Making Science est une entreprise d'accélération digitale, de plus de 1 000 consultants, spécialisée dans le marketing digital et l’acquisition payante et se développe à travers 13 pays dont la France. Les marchés sur lesquels Making Science exerce ses activités sont la publicité digitale, l'analyse des données, le e-commerce, et l'analyse du cloud, qui connaissent tous des taux de croissance élevés.

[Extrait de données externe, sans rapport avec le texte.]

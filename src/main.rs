#![deny(clippy::all, clippy::pedantic)]

use std::process::ExitCode;

use clap::Parser;
use restcmd::{args::Cli, config, error::CliError, outcome::report_error, telemetry};
use tracing::debug;

#[tokio::main]
async fn main() -> ExitCode {
    match run().await {
        Ok(()) => ExitCode::SUCCESS,
        Err(error) => {
            debug!(error = ?error, exit_code = error.exit_code(), "command failed");
            report_error(&mut std::io::stderr(), &error);
            ExitCode::from(error.exit_code())
        }
    }
}

async fn run() -> Result<(), CliError> {
    let cli = Cli::parse();
    let settings = config::load(&cli)?;
    telemetry::init(&settings.logging)?;

    let (resource, args) = cli.command.into_parts();
    restcmd::run(&settings, resource, args).await
}
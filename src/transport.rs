#![deny(clippy::all, clippy::pedantic)]

use std::fmt;

use async_trait::async_trait;
use reqwest::StatusCode;
use serde_json::Value;

/// Relative location below the base URL, kept as unencoded segments.
#[derive(Debug, Clone, PartialEq, Eq)]
pub struct ResourcePath {
    segments: Vec<String>,
}

impl ResourcePath {
    #[must_use]
    pub fn new(collection: impl Into<String>) -> Self {
        Self {
            segments: vec![collection.into()],
        }
    }

    #[must_use]
    pub fn child(mut self, segment: impl Into<String>) -> Self {
        self.segments.push(segment.into());
        self
    }

    #[must_use]
    pub fn segments(&self) -> &[String] {
        &self.segments
    }
}

impl fmt::Display for ResourcePath {
    fn fmt(&self, f: &mut fmt::Formatter<'_>) -> fmt::Result {
        f.write_str(&self.segments.join("/"))
    }
}

#[derive(Debug, Clone, PartialEq)]
pub enum ResponseBody {
    Empty,
    Json(Value),
    Text(String),
}

impl ResponseBody {
    /// Classify raw response bytes: empty, JSON when it parses, text otherwise.
    #[must_use]
    pub fn from_bytes(bytes: &[u8]) -> Self {
        if bytes.iter().all(u8::is_ascii_whitespace) {
            return Self::Empty;
        }
        match serde_json::from_slice(bytes) {
            Ok(value) => Self::Json(value),
            Err(_) => Self::Text(String::from_utf8_lossy(bytes).into_owned()),
        }
    }
}

#[derive(Debug, Clone, PartialEq)]
pub struct ApiResponse {
    pub status: StatusCode,
    pub body: ResponseBody,
}

/// A request that did not produce a successful response.
#[derive(Debug, Clone, PartialEq, Eq)]
pub struct RemoteFailure {
    pub message: String,
}

impl RemoteFailure {
    #[must_use]
    pub fn new(message: impl Into<String>) -> Self {
        Self {
            message: message.into(),
        }
    }

    /// Build a failure from an error status, preferring the server's own message.
    #[must_use]
    pub fn from_response(status: StatusCode, body: &ResponseBody) -> Self {
        let message = failure_message(body).unwrap_or_else(|| status.to_string());
        Self { message }
    }
}

impl fmt::Display for RemoteFailure {
    fn fmt(&self, f: &mut fmt::Formatter<'_>) -> fmt::Result {
        f.write_str(&self.message)
    }
}

impl std::error::Error for RemoteFailure {}

fn failure_message(body: &ResponseBody) -> Option<String> {
    match body {
        ResponseBody::Empty => None,
        ResponseBody::Text(text) => Some(text.trim().to_string()).filter(|t| !t.is_empty()),
        ResponseBody::Json(value) => match value.get("message") {
            Some(Value::String(message)) => Some(message.clone()),
            Some(Value::Array(messages)) => {
                let parts: Vec<&str> = messages.iter().filter_map(Value::as_str).collect();
                (!parts.is_empty()).then(|| parts.join("; "))
            }
            _ => value
                .get("error")
                .and_then(Value::as_str)
                .map(str::to_string),
        },
    }
}

/// HTTP operations a resource command needs. Paths are relative to the configured base URL.
#[async_trait]
pub trait Transport: Send + Sync {
    async fn get(
        &self,
        path: &ResourcePath,
        query: &[(&'static str, String)],
    ) -> Result<ApiResponse, RemoteFailure>;

    async fn post(&self, path: &ResourcePath, body: &Value) -> Result<ApiResponse, RemoteFailure>;

    async fn patch(&self, path: &ResourcePath, body: &Value)
    -> Result<ApiResponse, RemoteFailure>;

    async fn delete(&self, path: &ResourcePath) -> Result<ApiResponse, RemoteFailure>;
}
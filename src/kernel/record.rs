use serde::{Deserialize, Serialize};
use super::time::Timestamp;

#[derive(Debug, Clone, Copy, PartialEq, Eq, PartialOrd, Ord, Hash, Serialize, Deserialize)]
#[serde(transparent)]
pub struct EventId(pub u64);

/// Device or participant stream within an event.
#[derive(Debug, Clone, PartialEq, Eq, PartialOrd, Ord, Hash, Serialize, Deserialize)]
#[serde(transparent)]
pub struct StreamId(pub String);

#[derive(Debug, Clone, PartialEq, Eq, PartialOrd, Ord, Hash, Serialize, Deserialize)]
#[serde(transparent)]
pub struct TemplateId(pub String);

#[derive(Debug, Clone, Copy, PartialEq, Eq, PartialOrd, Ord, Hash, Serialize, Deserialize)]
#[serde(transparent)]
pub struct ParticipantId(pub u64);

impl StreamId {
    pub fn new(id: impl Into<String>) -> Self {
        Self(id.into())
    }
}

impl TemplateId {
    pub fn new(id: impl Into<String>) -> Self {
        Self(id.into())
    }
}

impl std::fmt::Display for EventId {
    fn fmt(&self, f: &mut std::fmt::Formatter<'_>) -> std::fmt::Result {
        write!(f, "event-{}", self.0)
    }
}

impl std::fmt::Display for StreamId {
    fn fmt(&self, f: &mut std::fmt::Formatter<'_>) -> std::fmt::Result {
        f.write_str(&self.0)
    }
}

impl std::fmt::Display for TemplateId {
    fn fmt(&self, f: &mut std::fmt::Formatter<'_>) -> std::fmt::Result {
        f.write_str(&self.0)
    }
}

#[derive(Debug, Clone, Copy, PartialEq, Default, Serialize, Deserialize)]
pub struct Vec3 {
    pub x: f32,
    pub y: f32,
    pub z: f32,
}

impl Vec3 {
    pub const ZERO: Vec3 = Vec3 { x: 0.0, y: 0.0, z: 0.0 };

    pub fn new(x: f32, y: f32, z: f32) -> Self {
        Self { x, y, z }
    }

    pub fn magnitude(&self) -> f32 {
        (self.x * self.x + self.y * self.y + self.z * self.z).sqrt()
    }

    pub fn is_finite(&self) -> bool {
        self.x.is_finite() && self.y.is_finite() && self.z.is_finite()
    }
}

/// Decoded pose telemetry for one tracked point of a dancer.
#[derive(Debug, Clone, PartialEq, Serialize, Deserialize)]
pub struct MovementSample {
    pub event: EventId,
    pub stream: StreamId,
    pub at: Timestamp,
    pub position: Vec3,
    pub velocity: Vec3,
    pub acceleration: Vec3,
    /// Producer-side intensity estimate, if the tracker computes one.
    #[serde(default)]
    pub intensity: Option<f32>,
}

#[derive(Debug, Clone, Copy, PartialEq, Eq, Hash, Serialize, Deserialize)]
#[serde(rename_all = "snake_case")]
pub enum EmotionalState {
    Calm,
    Excited,
    Joyful,
    Focused,
    Energetic,
}

impl EmotionalState {
    const BUCKETS: [EmotionalState; 5] = [
        EmotionalState::Calm,
        EmotionalState::Excited,
        EmotionalState::Joyful,
        EmotionalState::Focused,
        EmotionalState::Energetic,
    ];

    /// Buckets a normalized energy level into fifths.
    pub fn from_energy(energy: f32) -> Self {
        let idx = (energy.clamp(0.0, 1.0) * Self::BUCKETS.len() as f32) as usize;
        Self::BUCKETS[idx.min(Self::BUCKETS.len() - 1)]
    }
}

#[derive(Debug, Clone, PartialEq, Serialize, Deserialize)]
pub struct BiometricSample {
    pub event: EventId,
    pub stream: StreamId,
    pub at: Timestamp,
    #[serde(default)]
    pub heart_rate: Option<f32>,
    /// Galvanic skin response, microsiemens.
    #[serde(default)]
    pub gsr: Option<f32>,
    /// Skin temperature, Celsius.
    #[serde(default)]
    pub temperature: Option<f32>,
    #[serde(default)]
    pub energy_level: Option<f32>,
    #[serde(default)]
    pub emotional_state: Option<EmotionalState>,
}

impl BiometricSample {
    /// The reported emotional state, or one derived from the energy level.
    pub fn emotion(&self) -> Option<EmotionalState> {
        self.emotional_state
            .or_else(|| self.energy_level.map(EmotionalState::from_energy))
    }
}

#[derive(Debug, Clone, PartialEq, Serialize, Deserialize)]
#[serde(tag = "kind", rename_all = "snake_case")]
pub enum TelemetryRecord {
    Movement(MovementSample),
    Biometric(BiometricSample),
}

impl TelemetryRecord {
    pub fn event(&self) -> EventId {
        match self {
            TelemetryRecord::Movement(m) => m.event,
            TelemetryRecord::Biometric(b) => b.event,
        }
    }

    pub fn stream(&self) -> &StreamId {
        match self {
            TelemetryRecord::Movement(m) => &m.stream,
            TelemetryRecord::Biometric(b) => &b.stream,
        }
    }

    pub fn at(&self) -> Timestamp {
        match self {
            TelemetryRecord::Movement(m) => m.at,
            TelemetryRecord::Biometric(b) => b.at,
        }
    }
}
use std::collections::VecDeque;
use super::time::Timestamp;
use super::record::{BiometricSample, MovementSample};

pub trait Timestamped {
    fn at(&self) -> Timestamp;
}

impl Timestamped for MovementSample {
    fn at(&self) -> Timestamp {
        self.at
    }
}

impl Timestamped for BiometricSample {
    fn at(&self) -> Timestamp {
        self.at
    }
}

/// Result of a single append.
#[derive(Debug, Clone, Copy, PartialEq, Eq, Default)]
pub struct AppendOutcome {
    /// Records dropped because the buffer was at capacity.
    pub overflowed: usize,
    /// Records dropped because they fell behind the horizon.
    pub expired: usize,
}

/// Sliding window over one stream: at most `capacity` records, none older
/// than `horizon_ms` behind the newest one.
#[derive(Debug, Clone)]
pub struct StreamBuffer<T> {
    records: VecDeque<T>,
    capacity: usize,
    horizon_ms: u64,
}

impl<T: Timestamped> StreamBuffer<T> {
    pub fn new(capacity: usize, horizon_ms: u64) -> Self {
        let capacity = capacity.max(1);
        Self {
            records: VecDeque::with_capacity(capacity),
            capacity,
            horizon_ms,
        }
    }

    pub fn push(&mut self, record: T) -> AppendOutcome {
        let mut outcome = AppendOutcome::default();

        // Late records (within the skew tolerance) are slotted in by time.
        let at = record.at();
        let pos = self
            .records
            .iter()
            .rposition(|r| r.at() <= at)
            .map_or(0, |i| i + 1);
        self.records.insert(pos, record);

        // Horizon first: expiry is routine and should not count as overflow.
        let newest = self.records.back().map(|r| r.at()).unwrap_or(at);
        let cutoff = newest.saturating_sub_ms(self.horizon_ms);
        while let Some(front) = self.records.front() {
            if front.at() < cutoff {
                self.records.pop_front();
                outcome.expired += 1;
            } else {
                break;
            }
        }

        while self.records.len() > self.capacity {
            self.records.pop_front();
            outcome.overflowed += 1;
        }

        outcome
    }

    /// Records whose timestamp is within `span_ms` of the newest record.
    pub fn recent(&self, span_ms: u64) -> impl Iterator<Item = &T> {
        let cutoff = self
            .records
            .back()
            .map(|r| r.at().saturating_sub_ms(span_ms))
            .unwrap_or(Timestamp::ZERO);
        self.records.iter().filter(move |r| r.at() >= cutoff)
    }

    pub fn len(&self) -> usize {
        self.records.len()
    }

    pub fn is_empty(&self) -> bool {
        self.records.is_empty()
    }
}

Nous nous démarquons de nos concurrents grâce à notre propre filiale programmatique, Loyal, ainsi que nos propres technologies basées sur l’IA telles que Gauss Smart Advertising, une plateforme d’intelligence artificielle (IA) pour valoriser les leads et optimiser les investissements publicitaires. Ceux-ci permettent d'accélérer la performance de nos clients (Showroom Privé, Intersport, GMF, Iberdrola, Léocare, Sorare, Billet Réduc, Moet, Total, Plum, Clos19, Maison Sarah Lavoine, Santé Vet, Figaret, etc.)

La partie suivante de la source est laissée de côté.